I frequently read a debate about whether, when assessing anti covid 19 performance, one should look at deaths per capita or deaths on days since 1000 deaths. Like everything involving Americans, this has become a pro v contra Trump debate — clearly he wants deaths per capita (and the absolute number of tests performed).
The arguments are as follows. for number of deaths on time since a certain number was reached, it is argued that all countries are at the negligible fraction of people are resistant (naturally exponential growth) stage, so the relevant variable is rate of growth of cases (or deaths). So cases now divided by cases a week ago and not by population.
The counterargument is that, come on it’s obvious.
I think that it is natural to expect a transition from roughly the same growth (no matter what population is) to cases (very roughly) proportional to population. All of this is during the neglible fraction resistant phase.
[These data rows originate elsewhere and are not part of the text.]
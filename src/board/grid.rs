//! The playing field: living cells and the two players standing on them.

use im::HashSet as ImHashSet;
use log::error;

use crate::core::{DogConfig, Player, PlayerId, PlayerPair, Point};
use crate::error::{DogError, DogResult};

/// What a single on-board cell currently looks like.
#[derive(Clone, Copy, Debug, PartialEq, Eq, Hash)]
pub enum Cell {
    /// Still in play and empty.
    Living,
    /// Vacated by a player and gone for good.
    Burned,
    /// A player is standing here.
    Occupied(PlayerId),
}

/// A square board whose cells are burned one at a time.
///
/// Uses an `im` persistent set for the living cells so cloning a board
/// (e.g. to look ahead) is O(1).
///
/// ## Invariants (size >= 2)
///
/// - The living-cell set only ever shrinks.
/// - Each player stands on a living cell.
/// - The two players never share a cell.
///
/// ## Example
///
/// ```
/// use dog_game::board::Board;
/// use dog_game::core::{DogConfig, Point};
///
/// let mut board = Board::from_config(&DogConfig::default().with_size(3));
/// assert_eq!(board.living_count(), 9);
/// assert!(board.is_occupied(Point::new(0, 0)));
///
/// board.remove(Point::new(1, 1)).unwrap();
/// assert!(!board.contains(Point::new(1, 1)));
/// assert!(board.remove(Point::new(1, 1)).is_err());
/// ```
#[derive(Clone, Debug)]
pub struct Board {
    size: usize,
    living: ImHashSet<Point>,
    players: PlayerPair<Player>,
}

impl Board {
    /// Build a fresh board with both players on their starting corners.
    #[must_use]
    pub fn from_config(config: &DogConfig) -> Self {
        let corners = Self::starting_corners(config.size);
        let players = PlayerPair::new(|id| {
            Player::new(
                config.player_names[id].clone(),
                config.player_symbols[id],
                corners[id],
            )
        });

        Self {
            size: config.size,
            living: Point::square(config.size).collect(),
            players,
        }
    }

    /// Starting cells: `(0, 0)` for the first player and the opposite
    /// corner for the second.
    #[must_use]
    pub fn starting_corners(size: usize) -> PlayerPair<Point> {
        let far = size as i32 - 1;
        PlayerPair::from_values(Point::new(0, 0), Point::new(far, far))
    }

    /// Side length.
    #[must_use]
    pub fn size(&self) -> usize {
        self.size
    }

    /// Whether `point` lies inside the square, burned or not.
    #[must_use]
    pub fn in_bounds(&self, point: Point) -> bool {
        point.in_square(self.size)
    }

    /// Whether `point` is a living cell.
    #[must_use]
    pub fn contains(&self, point: Point) -> bool {
        self.living.contains(&point)
    }

    /// Whether any player stands on `point`.
    #[must_use]
    pub fn is_occupied(&self, point: Point) -> bool {
        self.occupant(point).is_some()
    }

    /// The player standing on `point`, if any.
    #[must_use]
    pub fn occupant(&self, point: Point) -> Option<PlayerId> {
        self.players
            .iter()
            .find(|(_, player)| player.position() == point)
            .map(|(id, _)| id)
    }

    /// Number of living cells.
    #[must_use]
    pub fn living_count(&self) -> usize {
        self.living.len()
    }

    /// Iterate over the living cells in no particular order.
    pub fn living_cells(&self) -> impl Iterator<Item = Point> + '_ {
        self.living.iter().copied()
    }

    /// View of an on-board cell; `None` outside the square.
    #[must_use]
    pub fn cell(&self, point: Point) -> Option<Cell> {
        if !self.in_bounds(point) {
            return None;
        }
        Some(match self.occupant(point) {
            Some(id) => Cell::Occupied(id),
            None if self.contains(point) => Cell::Living,
            None => Cell::Burned,
        })
    }

    /// A player by ID.
    #[must_use]
    pub fn player(&self, id: PlayerId) -> &Player {
        &self.players[id]
    }

    /// Both players.
    #[must_use]
    pub fn players(&self) -> &PlayerPair<Player> {
        &self.players
    }

    /// Permanently remove a living cell.
    ///
    /// Fails with `NotOnBoard` if the cell is not living. That only happens
    /// when the engine is broken, so callers must not retry.
    pub fn remove(&mut self, point: Point) -> DogResult<()> {
        if self.living.remove(&point).is_none() {
            error!("attempted to remove {} which is not a living cell", point);
            return Err(DogError::NotOnBoard(point));
        }
        Ok(())
    }

    /// Move `player` to `dest`, burning the cell it leaves.
    ///
    /// Returns the vacated point. On error nothing has changed. Legality of
    /// `dest` is the caller's responsibility.
    pub(crate) fn relocate(&mut self, player: PlayerId, dest: Point) -> DogResult<Point> {
        let from = self.players[player].position();
        self.remove(from)?;
        self.players[player].set_position(dest);
        Ok(from)
    }
}

#[cfg(test)]
mod tests {
    use super::*;

    fn board(size: usize) -> Board {
        Board::from_config(&DogConfig::new(size, "Ada", "Bob"))
    }

    #[test]
    fn test_new_board() {
        let board = board(4);

        assert_eq!(board.size(), 4);
        assert_eq!(board.living_count(), 16);
        assert_eq!(board.player(PlayerId::FIRST).position(), Point::new(0, 0));
        assert_eq!(board.player(PlayerId::SECOND).position(), Point::new(3, 3));
        assert_eq!(board.player(PlayerId::SECOND).name(), "Bob");
        assert_eq!(board.player(PlayerId::FIRST).symbol(), '@');
    }

    #[test]
    fn test_players_start_on_living_cells() {
        let board = board(5);
        for (_, player) in board.players().iter() {
            assert!(board.contains(player.position()));
        }
    }

    #[test]
    fn test_occupancy() {
        let board = board(3);

        assert!(board.is_occupied(Point::new(0, 0)));
        assert!(board.is_occupied(Point::new(2, 2)));
        assert!(!board.is_occupied(Point::new(1, 1)));
        assert_eq!(board.occupant(Point::new(2, 2)), Some(PlayerId::SECOND));
        assert_eq!(board.occupant(Point::new(1, 0)), None);
    }

    #[test]
    fn test_remove_is_permanent() {
        let mut board = board(3);

        assert!(board.remove(Point::new(1, 1)).is_ok());
        assert!(!board.contains(Point::new(1, 1)));
        assert_eq!(board.living_count(), 8);

        assert_eq!(
            board.remove(Point::new(1, 1)),
            Err(DogError::NotOnBoard(Point::new(1, 1)))
        );
        assert_eq!(board.living_count(), 8);
    }

    #[test]
    fn test_remove_off_board() {
        let mut board = board(3);
        assert_eq!(
            board.remove(Point::new(5, 5)),
            Err(DogError::NotOnBoard(Point::new(5, 5)))
        );
    }

    #[test]
    fn test_relocate_burns_vacated_cell() {
        let mut board = board(3);

        let from = board.relocate(PlayerId::FIRST, Point::new(1, 1)).unwrap();

        assert_eq!(from, Point::new(0, 0));
        assert_eq!(board.player(PlayerId::FIRST).position(), Point::new(1, 1));
        assert!(!board.contains(Point::new(0, 0)));
        assert!(board.contains(Point::new(1, 1)));
        assert_eq!(board.living_count(), 8);
    }

    #[test]
    fn test_relocate_failure_changes_nothing() {
        let mut board = board(3);
        board.remove(Point::new(0, 0)).unwrap();

        let err = board.relocate(PlayerId::FIRST, Point::new(1, 0)).unwrap_err();

        assert_eq!(err, DogError::NotOnBoard(Point::new(0, 0)));
        assert_eq!(board.player(PlayerId::FIRST).position(), Point::new(0, 0));
        assert_eq!(board.living_count(), 8);
    }

    #[test]
    fn test_cell_views() {
        let mut board = board(3);
        board.relocate(PlayerId::FIRST, Point::new(1, 0)).unwrap();

        assert_eq!(board.cell(Point::new(0, 0)), Some(Cell::Burned));
        assert_eq!(board.cell(Point::new(1, 0)), Some(Cell::Occupied(PlayerId::FIRST)));
        assert_eq!(board.cell(Point::new(2, 0)), Some(Cell::Living));
        assert_eq!(board.cell(Point::new(3, 0)), None);
    }

    #[test]
    fn test_clone_is_independent() {
        let original = board(3);
        let mut copy = original.clone();
        copy.remove(Point::new(1, 1)).unwrap();

        assert!(original.contains(Point::new(1, 1)));
        assert!(!copy.contains(Point::new(1, 1)));
    }
}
I am going to set up a straw man and knock him down with a silly super super simple model. So the straw man is that it is reasonable to assume that if two countries have the same number of cases at time t, then they will have similar numbers later. The silly model is that people live on a giant chess board (1000 squares on a side) and infect people who share an edge. This gives R_0 between 2 and 3. So say start with two cases, one in each country. Straw man says there should be the same number of cases in each country in each subsequent period.
OK now country one is the upper right quadrant and country two is the rest of the board. Strra man predicts the same number of cases. Or what if all is the same but I draw the border so country 2 is the lower left quadrant and country 1 is the rest. Again the same number.
So straw man concludes that there are never any cases in the lower right or upper left. This can’t be right.
Now I will discuss a model which is slightly less silly. Assume most transmission is local so the infected and the infector are in the same country. Assume people are infectious for one period and that, during tht time, each infected person infects n nearby people. Also assume lower rate of distant infection, so an infected person infects someone chosen at random in the whole world with probability m less than 1 less than n.
This distant infection seeds a new outbreak with a new patient 1.
Assume that at t=1, each country has the same number of infected people.
There are countries indexed by i and caseload x_it.
x_(it+1) = n x_(it) + (sum_j x_j)m(population_i/ (sum_j population_j))
If m is much less than n, then, at first the rate of growth in all countries is roughly n. But eventually x_(it) becomes proportional to population_i .
The reason is that, in each country, there is the same number of people infected in the outbreaks that had already started at time 1. However, the number of new outbreaks is proportionatl to population (from someone chosen at random in the whole world). So the (expected) number of people infected in outbreaks which started after t=1 is proportional to population.
As t goes to infinity, the fraction of infected people infected in the outbreaks which had already started at t=1 goes to zero. So in the medium run (after a lot of long distance transmission but before there is a significant fraction of resistant people) the infection rates per capita converge.
OK the bit about initial growth is similar conditional on similar numbers infected at t=1 sure fits the data (where t=1 is t when the number of infections passes say 1000). Thus people could talk about “days behind Italy” and accurately predict the number of cases (and not change how many days behind different countries are).
But on the other hand, after a while, similar countries have rates roughly proportional to population. So, for example, the number of cases in the USA is similar to the number of cases in Europe.
The alternative is to claim this figure illustrates a pure coincidence.